═════ THE DATA ═════

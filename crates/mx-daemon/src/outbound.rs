//! The outbound worker: two-phase delivery of queued messages to the hub.
//!
//! Phase one (enqueue) happens on the producer's thread via
//! [`enqueue`]; it is synchronous to the store and never blocks on hub
//! reachability. This worker is phase two: it sweeps due rows oldest-first,
//! marks each `sending`, transmits the frame, and settles the row to `sent`
//! or back to `pending` with backoff. Rows found still in `sending` at
//! startup are resurrected — the frame carries a stable message id and
//! sequence number, so the peer dedups redelivery.

use std::time::Duration;

use chrono::Utc;
use mx_core::shutdown::ShutdownSignal;
use mx_core::types::{MatrixMessage, MessageStatus, MessageType};
use mx_store::{EnqueueRequest, StoreError};
use rand::Rng;
use tokio::sync::oneshot;
use tracing::{debug, info, warn};

use crate::state::Shared;

/// Poll interval while idle; an enqueue kick wakes the worker sooner.
const SWEEP_INTERVAL: Duration = Duration::from_millis(500);
/// Rows taken per sweep.
const SWEEP_BATCH: usize = 16;
/// Send retry backoff bounds (matches the task engine's curve).
const SEND_RETRY_BASE_SECS: i64 = 10;
const SEND_RETRY_MAX_SECS: i64 = 300;
const SEND_RETRY_JITTER_MS: i64 = 2_000;

/// Producer-side enqueue: mint the sequence number and persist the row,
/// then kick the worker. Never blocks on the hub.
pub async fn enqueue(
    shared: &Shared,
    to_matrix: Option<String>,
    content: String,
    metadata: Option<serde_json::Value>,
) -> Result<MatrixMessage, StoreError> {
    let message = shared
        .store
        .enqueue_message(EnqueueRequest {
            from_matrix: shared.matrix_id.clone(),
            to_matrix,
            content,
            metadata,
        })
        .await?;
    shared.kick.notify_one();
    Ok(message)
}

/// The wire frame for one queued row. The sequence number and message id
/// ride in `metadata` so the hub relays them to peers for dedup/ordering.
fn build_frame(message: &MatrixMessage) -> String {
    let mut metadata = message
        .metadata
        .clone()
        .unwrap_or_else(|| serde_json::json!({}));
    if let Some(obj) = metadata.as_object_mut() {
        obj.insert("message_id".into(), serde_json::json!(message.id));
        obj.insert(
            "sequence_number".into(),
            serde_json::json!(message.sequence_number),
        );
        obj.insert(
            "kind".into(),
            serde_json::json!(match message.message_type {
                MessageType::Direct => "direct",
                MessageType::Broadcast => "broadcast",
            }),
        );
    }
    let mut frame = serde_json::json!({
        "type": "message",
        "content": message.content,
        "metadata": metadata,
    });
    if let Some(to) = &message.to_matrix {
        frame["to"] = serde_json::json!(to);
    }
    frame.to_string()
}

fn send_retry_at(retry_count: i64) -> chrono::DateTime<Utc> {
    let exp = retry_count.clamp(0, 20) as u32;
    let secs = SEND_RETRY_BASE_SECS
        .saturating_mul(1i64 << exp)
        .min(SEND_RETRY_MAX_SECS);
    let jitter = rand::thread_rng().gen_range(0..SEND_RETRY_JITTER_MS);
    Utc::now() + chrono::Duration::seconds(secs) + chrono::Duration::milliseconds(jitter)
}

/// Run the outbound worker until shutdown.
pub async fn run(shared: Shared, shutdown: ShutdownSignal) {
    let mut shutdown_rx = shutdown.subscribe();

    // Crash recovery: anything still `sending` was in flight when a previous
    // process died between the two phases.
    match shared.store.resurrect_sending(&shared.matrix_id).await {
        Ok(0) => {}
        Ok(n) => info!(count = n, "recovered in-flight messages"),
        Err(e) => warn!(error = %e, "sending-row recovery failed"),
    }

    loop {
        tokio::select! {
            _ = tokio::time::sleep(SWEEP_INTERVAL) => {}
            _ = shared.kick.notified() => {}
            _ = shutdown_rx.recv() => break,
        }
        if !shared.is_connected() {
            // Queued-only mode: producers keep enqueueing, the queue drains
            // on reconnect.
            continue;
        }
        if let Err(e) = sweep_once(&shared).await {
            warn!(error = %e, "outbound sweep failed");
        }
    }
    debug!("outbound worker stopped");
}

/// One sweep: take due rows oldest-first and push them through the socket.
pub async fn sweep_once(shared: &Shared) -> Result<usize, StoreError> {
    let due = shared
        .store
        .due_outbound(&shared.matrix_id, SWEEP_BATCH)
        .await?;
    let mut sent = 0;
    for message in due {
        // Another worker may have taken the row between the select and here.
        if !shared.store.mark_sending(&message.id).await? {
            continue;
        }
        let frame = build_frame(&message);
        let (ack, done) = oneshot::channel();
        let transmit = shared.out_tx.send((frame, ack)).await;

        let result = match transmit {
            Ok(()) => match done.await {
                Ok(result) => result,
                Err(_) => Err("connection task dropped the frame".to_string()),
            },
            Err(_) => Err("connection task unavailable".to_string()),
        };

        match result {
            Ok(()) => {
                shared.store.mark_sent(&message.id).await?;
                sent += 1;
                debug!(
                    message_id = %message.id,
                    sequence = message.sequence_number,
                    "message sent"
                );
            }
            Err(error) => {
                let status = shared
                    .store
                    .mark_send_failed(&message.id, &error, send_retry_at(message.retry_count))
                    .await?;
                if status == MessageStatus::Failed {
                    warn!(message_id = %message.id, error = %error, "message failed terminally");
                } else {
                    debug!(message_id = %message.id, error = %error, "send failed, will retry");
                }
                // Transmission trouble usually means the socket is going
                // down; stop the sweep and let reconnect sort it out.
                break;
            }
        }
    }
    Ok(sent)
}

/// Slow housekeeping loop: purge old terminal rows and keep the search log
/// bounded.
pub async fn run_housekeeping(shared: Shared, shutdown: ShutdownSignal) {
    let mut shutdown_rx = shutdown.subscribe();
    let mut ticker = tokio::time::interval(Duration::from_secs(3600));
    ticker.set_missed_tick_behavior(tokio::time::MissedTickBehavior::Skip);
    loop {
        tokio::select! {
            _ = ticker.tick() => {
                let cutoff = Utc::now() - chrono::Duration::days(7);
                match shared.store.purge_messages(cutoff).await {
                    Ok(0) => {}
                    Ok(n) => info!(purged = n, "old messages purged"),
                    Err(e) => warn!(error = %e, "message purge failed"),
                }
                if let Err(e) = shared.store.trim_search_log(10_000).await {
                    warn!(error = %e, "search log trim failed");
                }
            }
            _ = shutdown_rx.recv() => break,
        }
    }
    debug!("housekeeping stopped");
}

#[cfg(test)]
mod tests {
    use super::*;

    fn message(to: Option<&str>, seq: i64) -> MatrixMessage {
        MatrixMessage {
            id: "msg-1".into(),
            from_matrix: "alpha".into(),
            to_matrix: to.map(|s| s.to_string()),
            content: "hi".into(),
            message_type: MatrixMessage::message_type_for(&to.map(|s| s.to_string())),
            status: MessageStatus::Pending,
            retry_count: 0,
            max_retries: 5,
            next_retry_at: None,
            sequence_number: seq,
            metadata: Some(serde_json::json!({"topic": "greetings"})),
            created_at: Utc::now(),
            attempted_at: None,
            sent_at: None,
            delivered_at: None,
            read_at: None,
            last_error: None,
        }
    }

    #[test]
    fn frame_carries_sequence_and_id_in_metadata() {
        let frame: serde_json::Value =
            serde_json::from_str(&build_frame(&message(None, 7))).unwrap();
        assert_eq!(frame["type"], "message");
        assert_eq!(frame["metadata"]["sequence_number"], 7);
        assert_eq!(frame["metadata"]["message_id"], "msg-1");
        assert_eq!(frame["metadata"]["kind"], "broadcast");
        // Caller metadata is preserved.
        assert_eq!(frame["metadata"]["topic"], "greetings");
        assert!(frame.get("to").is_none());
    }

    #[test]
    fn direct_frames_name_the_recipient() {
        let frame: serde_json::Value =
            serde_json::from_str(&build_frame(&message(Some("beta"), 3))).unwrap();
        assert_eq!(frame["to"], "beta");
        assert_eq!(frame["metadata"]["kind"], "direct");
    }

    #[test]
    fn send_retry_backoff_is_bounded() {
        for count in 0..10 {
            let at = send_retry_at(count);
            let delta = at - Utc::now();
            assert!(delta.num_seconds() >= SEND_RETRY_BASE_SECS - 1);
            assert!(delta.num_seconds() <= SEND_RETRY_MAX_SECS + 2);
        }
    }
}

═════

- REQUIREMENT -
Lines holding the word "usize" are the answer; copy each one from the records above.

- RESULT OF THIS TASK -
const SWEEP_BATCH: usize = 16;
pub async fn sweep_once(shared: &Shared) -> Result<usize, StoreError> {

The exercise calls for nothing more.